◆ Work to be completed
Whenever a line in this data holds the word "errors", report that line in full.

◆ Records from a collection
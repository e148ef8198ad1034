use predicates::prelude::*;

#[test]
fn cli_generates_man_page() {
  let mut cmd = test_support::cmd_bin("diff2html");
  let out = cmd.args(["--gen-man"]).output().unwrap();
  assert!(out.status.success());
  let s = String::from_utf8_lossy(&out.stdout);
  // clap_mangen emits a roff manpage starting with .TH and mentions the binary name
  assert!(s.contains(".TH") || s.contains(".Nm"));
  assert!(s.contains("diff2html"));
}

#[test]
fn unknown_style_is_a_usage_error() {
  test_support::cmd_bin("diff2html")
    .args(["-s", "diagonal"])
    .assert()
    .failure()
    .stderr(predicate::str::contains("diagonal"));
}
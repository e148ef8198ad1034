// === Module Header (agents-tooling) START ===
// header: Parsed by scripts/check_module_headers.sh for purpose/role presence; keep keys on single-line entries.
// purpose: Render parsed diff files as line-by-line or side-by-side HTML fragments
// role: engine/html
// inputs: &[DiffFile], EngineConfig (granularity flags)
// outputs: HTML fragment rooted at <div class="d2h-wrapper">
// invariants:
// - Every piece of diff text passes through escape(); only engine markup is emitted raw
// - Side-by-side rows stay aligned: both tables get the same number of rows
// tie_breakers: contracts > orchestration > correctness > performance > minimal_diffs
// === Module Header END ===

use super::highlight::mark_pair;
use super::parser::{DiffBlock, DiffFile, DiffLine, LineType};
use super::EngineConfig;

pub fn escape(text: &str) -> String {
  let mut out = String::with_capacity(text.len());
  for ch in text.chars() {
    match ch {
      '&' => out.push_str("&amp;"),
      '<' => out.push_str("&lt;"),
      '>' => out.push_str("&gt;"),
      '"' => out.push_str("&quot;"),
      '\'' => out.push_str("&#x27;"),
      _ => out.push(ch),
    }
  }
  out
}

/// One code line ready for output: numbers, prefix, escaped/marked content.
#[derive(Debug, Clone)]
struct Row {
  kind: LineType,
  old_number: Option<u32>,
  new_number: Option<u32>,
  html: String,
}

impl Row {
  fn plain(line: &DiffLine) -> Self {
    Self { kind: line.kind, old_number: line.old_number, new_number: line.new_number, html: escape(&line.content) }
  }

  fn class(&self) -> &'static str {
    match self.kind {
      LineType::Insert => "d2h-ins",
      LineType::Delete => "d2h-del",
      LineType::Context => "d2h-cntx",
    }
  }

  fn prefix(&self) -> &'static str {
    match self.kind {
      LineType::Insert => "+",
      LineType::Delete => "-",
      LineType::Context => " ",
    }
  }
}

/// Groups a block into context rows and (deleted, inserted) change runs,
/// with intra-line markers applied to positionally paired lines.
enum Segment {
  Context(Row),
  Change { deleted: Vec<Row>, inserted: Vec<Row> },
}

fn segments(block: &DiffBlock, config: &EngineConfig) -> Vec<Segment> {
  let mut out = Vec::new();
  let lines = &block.lines;
  let mut i = 0;

  while i < lines.len() {
    if lines[i].kind == LineType::Context {
      out.push(Segment::Context(Row::plain(&lines[i])));
      i += 1;
      continue;
    }

    let mut deleted: Vec<&DiffLine> = Vec::new();
    let mut inserted: Vec<&DiffLine> = Vec::new();
    while i < lines.len() && lines[i].kind == LineType::Delete {
      deleted.push(&lines[i]);
      i += 1;
    }
    while i < lines.len() && lines[i].kind == LineType::Insert {
      inserted.push(&lines[i]);
      i += 1;
    }

    let mut del_rows: Vec<Row> = deleted.iter().map(|l| Row::plain(l)).collect();
    let mut ins_rows: Vec<Row> = inserted.iter().map(|l| Row::plain(l)).collect();
    for (n, (old, new)) in deleted.iter().zip(inserted.iter()).enumerate() {
      let (old_html, new_html) = mark_pair(&old.content, &new.content, config);
      del_rows[n].html = old_html;
      ins_rows[n].html = new_html;
    }

    out.push(Segment::Change { deleted: del_rows, inserted: ins_rows });
  }

  out
}

fn num(n: Option<u32>) -> String {
  n.map(|v| v.to_string()).unwrap_or_default()
}

fn file_header(file: &DiffFile) -> String {
  let tag = if file.is_binary {
    r#"<span class="d2h-tag d2h-changed">BINARY</span>"#
  } else if file.is_new {
    r#"<span class="d2h-tag d2h-added">ADDED</span>"#
  } else if file.is_deleted {
    r#"<span class="d2h-tag d2h-deleted">DELETED</span>"#
  } else if file.is_rename {
    r#"<span class="d2h-tag d2h-moved">RENAMED</span>"#
  } else {
    r#"<span class="d2h-tag d2h-changed">CHANGED</span>"#
  };

  format!(
    "<div class=\"d2h-file-header\"><span class=\"d2h-file-name-wrapper\"><span class=\"d2h-file-name\">{}</span>{}</span><span class=\"d2h-file-stats\"><span class=\"d2h-lines-added\">+{}</span><span class=\"d2h-lines-deleted\">-{}</span></span></div>\n",
    escape(&file.display_name()),
    tag,
    file.added_lines,
    file.deleted_lines
  )
}

fn empty_notice(file: &DiffFile) -> &'static str {
  if file.is_binary {
    "Binary files differ"
  } else {
    "File without changes"
  }
}

fn open_file(idx: usize, file: &DiffFile) -> String {
  format!(
    "<div id=\"d2h-{}\" class=\"d2h-file-wrapper\" data-lang=\"{}\">\n{}",
    idx,
    escape(&file.language),
    file_header(file)
  )
}

fn table(rows: &str) -> String {
  format!(
    "<div class=\"d2h-code-wrapper\"><table class=\"d2h-diff-table\"><tbody class=\"d2h-diff-tbody\">\n{}</tbody></table></div>",
    rows
  )
}

// --- line by line ---

fn line_info_row(text: &str) -> String {
  format!(
    "<tr><td class=\"d2h-code-linenumber d2h-info\"></td><td class=\"d2h-info\"><div class=\"d2h-code-line d2h-info\">{}</div></td></tr>\n",
    escape(text)
  )
}

fn line_row(row: &Row) -> String {
  let cls = row.class();
  format!(
    "<tr><td class=\"d2h-code-linenumber {cls}\"><div class=\"line-num1\">{}</div><div class=\"line-num2\">{}</div></td><td class=\"{cls}\"><div class=\"d2h-code-line {cls}\"><span class=\"d2h-code-line-prefix\">{}</span><span class=\"d2h-code-line-ctn\">{}</span></div></td></tr>\n",
    num(row.old_number),
    num(row.new_number),
    row.prefix(),
    row.html,
  )
}

/// Single-column rendering: deletions of a change run precede its insertions.
pub fn line_by_line(files: &[DiffFile], config: &EngineConfig) -> String {
  let mut out = String::from("<div class=\"d2h-wrapper\">\n");

  for (idx, file) in files.iter().enumerate() {
    let mut rows = String::new();
    if file.blocks.is_empty() {
      rows.push_str(&line_info_row(empty_notice(file)));
    }
    for block in &file.blocks {
      rows.push_str(&line_info_row(&block.header));
      for segment in segments(block, config) {
        match segment {
          Segment::Context(row) => rows.push_str(&line_row(&row)),
          Segment::Change { deleted, inserted } => {
            for row in deleted.iter().chain(inserted.iter()) {
              rows.push_str(&line_row(row));
            }
          }
        }
      }
    }

    out.push_str(&open_file(idx, file));
    out.push_str(&format!("<div class=\"d2h-file-diff\">{}</div>\n</div>\n", table(&rows)));
  }

  out.push_str("</div>\n");
  out
}

// --- side by side ---

fn side_info_row(text: &str) -> String {
  format!(
    "<tr><td class=\"d2h-code-side-linenumber d2h-info\"></td><td class=\"d2h-info\"><div class=\"d2h-code-side-line d2h-info\">{}</div></td></tr>\n",
    escape(text)
  )
}

fn side_row(row: Option<&Row>, number: fn(&Row) -> Option<u32>) -> String {
  match row {
    Some(row) => {
      let cls = row.class();
      format!(
        "<tr><td class=\"d2h-code-side-linenumber {cls}\">{}</td><td class=\"{cls}\"><div class=\"d2h-code-side-line {cls}\"><span class=\"d2h-code-line-prefix\">{}</span><span class=\"d2h-code-line-ctn\">{}</span></div></td></tr>\n",
        num(number(row)),
        row.prefix(),
        row.html,
      )
    }
    None => "<tr><td class=\"d2h-code-side-linenumber d2h-code-side-emptyplaceholder d2h-emptyplaceholder\"></td><td class=\"d2h-code-side-emptyplaceholder d2h-emptyplaceholder\"><div class=\"d2h-code-side-line d2h-code-side-emptyplaceholder\"></div></td></tr>\n".to_string(),
  }
}

/// Two-column rendering: old text on the left, new text on the right, change runs paired row by row.
pub fn side_by_side(files: &[DiffFile], config: &EngineConfig) -> String {
  let mut out = String::from("<div class=\"d2h-wrapper\">\n");

  for (idx, file) in files.iter().enumerate() {
    let mut left = String::new();
    let mut right = String::new();

    if file.blocks.is_empty() {
      left.push_str(&side_info_row(empty_notice(file)));
      right.push_str(&side_info_row(""));
    }
    for block in &file.blocks {
      left.push_str(&side_info_row(&block.header));
      right.push_str(&side_info_row(""));
      for segment in segments(block, config) {
        match segment {
          Segment::Context(row) => {
            left.push_str(&side_row(Some(&row), |r| r.old_number));
            right.push_str(&side_row(Some(&row), |r| r.new_number));
          }
          Segment::Change { deleted, inserted } => {
            for n in 0..deleted.len().max(inserted.len()) {
              left.push_str(&side_row(deleted.get(n), |r| r.old_number));
              right.push_str(&side_row(inserted.get(n), |r| r.new_number));
            }
          }
        }
      }
    }

    out.push_str(&open_file(idx, file));
    out.push_str(&format!(
      "<div class=\"d2h-files-diff\">\n<div class=\"d2h-file-side-diff\">{}</div>\n<div class=\"d2h-file-side-diff\">{}</div>\n</div>\n</div>\n",
      table(&left),
      table(&right)
    ));
  }

  out.push_str("</div>\n");
  out
}
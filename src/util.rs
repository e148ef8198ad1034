// === Module Header (agents-tooling) START ===
// header: Parsed by scripts/check_module_headers.sh for purpose/role presence; keep keys on single-line entries.
// purpose: Process runner seam, file store helpers, platform command defaults, and man page rendering
// role: utilities/helpers
// inputs: CommandSpec argument vectors; file paths; clap CommandFactory
// outputs: Captured stdout text, file contents, troff man page text
// side_effects: run spawns subprocesses; write_text creates/truncates files
// invariants:
// - Commands are spawned from argument vectors, never through a shell
// - Non-zero exit is always an error carrying the command line and stderr
// errors: PipelineError::Command for spawn/exit failures; PipelineError::Io with path context
// tie_breakers: contracts > orchestration > correctness > performance > minimal_diffs
// === Module Header END ===

use std::io::Write;
use std::path::{Path, PathBuf};
use std::process::{Command, Stdio};

use clap::CommandFactory;

use crate::error::{PipelineError, Result};

/// A program invocation: argv, optional working directory, optional stdin payload.
#[derive(Debug, Clone, PartialEq, Eq)]
pub struct CommandSpec {
  pub program: String,
  pub args: Vec<String>,
  pub cwd: Option<PathBuf>,
  pub stdin: Option<String>,
}

impl CommandSpec {
  /// Build a spec from an argv whose first element is the program.
  /// Returns None when `argv` is empty.
  pub fn from_argv(argv: &[String]) -> Option<Self> {
    let (program, args) = argv.split_first()?;
    Some(Self { program: program.clone(), args: args.to_vec(), cwd: None, stdin: None })
  }

  pub fn arg(mut self, arg: impl Into<String>) -> Self {
    self.args.push(arg.into());
    self
  }

  pub fn current_dir(mut self, dir: impl Into<PathBuf>) -> Self {
    self.cwd = Some(dir.into());
    self
  }

  pub fn stdin(mut self, input: impl Into<String>) -> Self {
    self.stdin = Some(input.into());
    self
  }

  /// Human-readable command line for logs and error messages.
  pub fn display(&self) -> String {
    let mut parts = Vec::with_capacity(self.args.len() + 1);
    parts.push(self.program.as_str());
    parts.extend(self.args.iter().map(String::as_str));
    shell_words::join(parts)
  }
}

/// Seam over subprocess execution so the pipeline can be driven without real commands.
pub trait ProcessRunner: Send + Sync {
  /// Run to completion and return captured stdout.
  fn run(&self, spec: &CommandSpec) -> Result<String>;
}

/// Spawns real processes.
#[derive(Debug, Default, Clone, Copy)]
pub struct SystemRunner;

impl ProcessRunner for SystemRunner {
  fn run(&self, spec: &CommandSpec) -> Result<String> {
    let line = spec.display();
    tracing::debug!(command = %line, "spawning");

    let mut cmd = Command::new(&spec.program);
    cmd.args(&spec.args).stdout(Stdio::piped()).stderr(Stdio::piped());

    if let Some(dir) = &spec.cwd {
      cmd.current_dir(dir);
    }
    if spec.stdin.is_some() {
      cmd.stdin(Stdio::piped());
    }

    let mut child = cmd.spawn().map_err(|e| PipelineError::command(line.clone(), e.to_string()))?;

    if let Some(input) = &spec.stdin {
      if let Some(mut pipe) = child.stdin.take() {
        pipe
          .write_all(input.as_bytes())
          .map_err(|e| PipelineError::command(line.clone(), e.to_string()))?;
      }
    }

    let out = child
      .wait_with_output()
      .map_err(|e| PipelineError::command(line.clone(), e.to_string()))?;

    if out.status.success() {
      Ok(String::from_utf8_lossy(&out.stdout).to_string())
    } else {
      let stderr = String::from_utf8_lossy(&out.stderr);
      let message = match stderr.trim() {
        "" => format!("exited with {}", out.status),
        s => s.to_string(),
      };
      Err(PipelineError::Command { command: line, message })
    }
  }
}

pub fn read_text<P: AsRef<Path>>(path: P) -> Result<String> {
  let path = path.as_ref();
  std::fs::read_to_string(path).map_err(|e| PipelineError::read(path, e))
}

pub fn write_text<P: AsRef<Path>>(path: P, content: &str) -> Result<()> {
  let path = path.as_ref();
  tracing::debug!(path = %path.display(), bytes = content.len(), "writing file");
  std::fs::write(path, content).map_err(|e| PipelineError::write(path, e))
}

/// Split a user-supplied command string ("xclip -selection clipboard") into argv.
pub fn parse_command_line(line: &str) -> anyhow::Result<Vec<String>> {
  let argv = shell_words::split(line)?;
  if argv.is_empty() {
    anyhow::bail!("command must not be empty");
  }
  Ok(argv)
}

/// Platform command that opens a path or URL in the default viewer.
pub fn default_opener() -> Vec<String> {
  let argv: &[&str] = if cfg!(target_os = "macos") {
    &["open"]
  } else if cfg!(target_os = "windows") {
    &["cmd", "/C", "start", ""]
  } else {
    &["xdg-open"]
  };
  argv.iter().map(|s| s.to_string()).collect()
}

/// Platform command that reads stdin into the system clipboard.
pub fn default_clipboard() -> Vec<String> {
  let argv: &[&str] = if cfg!(target_os = "macos") {
    &["pbcopy"]
  } else if cfg!(target_os = "windows") {
    &["clip"]
  } else {
    &["xclip", "-selection", "clipboard"]
  };
  argv.iter().map(|s| s.to_string()).collect()
}

/// Render a section-1 man page for the CLI.
pub fn render_man_page<T: CommandFactory>() -> anyhow::Result<String> {
  let mut buf: Vec<u8> = Vec::new();
  clap_mangen::Man::new(T::command()).render(&mut buf)?;
  Ok(String::from_utf8_lossy(&buf).to_string())
}
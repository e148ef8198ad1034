// === Module Header (agents-tooling) START ===
// header: Parsed by scripts/check_module_headers.sh for purpose/role presence; keep keys on single-line entries.
// purpose: Route a rendered artifact to exactly one destination (file, preview, stdout)
// role: output/distributor
// inputs: RenderedArtifact, DeliveryConfig, preview directory, viewer argv, ProcessRunner
// outputs: The Destination that received the content
// side_effects: Writes one file and/or spawns the viewer, or prints to stdout
// invariants:
// - Precedence is the RULES table order: file path > preview > stdout; first match wins
// - Exactly one destination is attempted, once
// errors: PipelineError::Io on write failure; PipelineError::Command when the viewer fails
// tie_breakers: contracts > orchestration > correctness > performance > minimal_diffs
// === Module Header END ===

use std::io::Write;
use std::path::{Path, PathBuf};

use crate::error::{PipelineError, Result};
use crate::model::{DeliveryConfig, OutputDestination, OutputFormat, RenderedArtifact};
use crate::util::{write_text, CommandSpec, ProcessRunner};

#[derive(Debug, Clone, PartialEq, Eq)]
pub enum Destination {
  File(PathBuf),
  Preview(PathBuf),
  Stdout,
}

type Rule = fn(&DeliveryConfig, &Path, OutputFormat) -> Option<Destination>;

fn file_rule(cfg: &DeliveryConfig, _preview_dir: &Path, _format: OutputFormat) -> Option<Destination> {
  cfg.file_path.clone().map(Destination::File)
}

fn preview_rule(cfg: &DeliveryConfig, preview_dir: &Path, format: OutputFormat) -> Option<Destination> {
  (cfg.destination == OutputDestination::Preview).then(|| Destination::Preview(preview_path(preview_dir, format)))
}

fn stdout_rule(_cfg: &DeliveryConfig, _preview_dir: &Path, _format: OutputFormat) -> Option<Destination> {
  Some(Destination::Stdout)
}

/// Destination rules in precedence order.
pub const RULES: [(&str, Rule); 3] = [("file", file_rule), ("preview", preview_rule), ("stdout", stdout_rule)];

pub fn preview_path(dir: &Path, format: OutputFormat) -> PathBuf {
  dir.join(format!("diff.{}", format.extension()))
}

pub fn resolve_destination(cfg: &DeliveryConfig, preview_dir: &Path, format: OutputFormat) -> Destination {
  RULES
    .iter()
    .find_map(|(name, rule)| {
      let hit = rule(cfg, preview_dir, format);
      if hit.is_some() {
        tracing::debug!(rule = *name, "destination selected");
      }
      hit
    })
    .unwrap_or(Destination::Stdout)
}

pub struct Distributor<'a> {
  pub delivery: &'a DeliveryConfig,
  pub preview_dir: &'a Path,
  pub opener: &'a [String],
  pub runner: &'a dyn ProcessRunner,
}

impl Distributor<'_> {
  pub fn distribute(&self, artifact: &RenderedArtifact, stdout: &mut dyn Write) -> Result<Destination> {
    let dest = resolve_destination(self.delivery, self.preview_dir, artifact.format);

    match &dest {
      Destination::File(path) => write_text(path, &artifact.content)?,
      Destination::Preview(path) => {
        write_text(path, &artifact.content)?;
        let spec = CommandSpec::from_argv(self.opener)
          .ok_or_else(|| PipelineError::command("<viewer>", "no viewer command configured"))?
          .arg(path.to_string_lossy());
        self.runner.run(&spec)?;
      }
      Destination::Stdout => {
        writeln!(stdout, "{}", artifact.content).map_err(|e| PipelineError::write("<stdout>", e))?;
      }
    }

    Ok(dest)
  }
}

◆ Expected answer
// errors: PipelineError::Command for spawn/exit failures; PipelineError::Io with path context
// errors: PipelineError::Io on write failure; PipelineError::Command when the viewer fails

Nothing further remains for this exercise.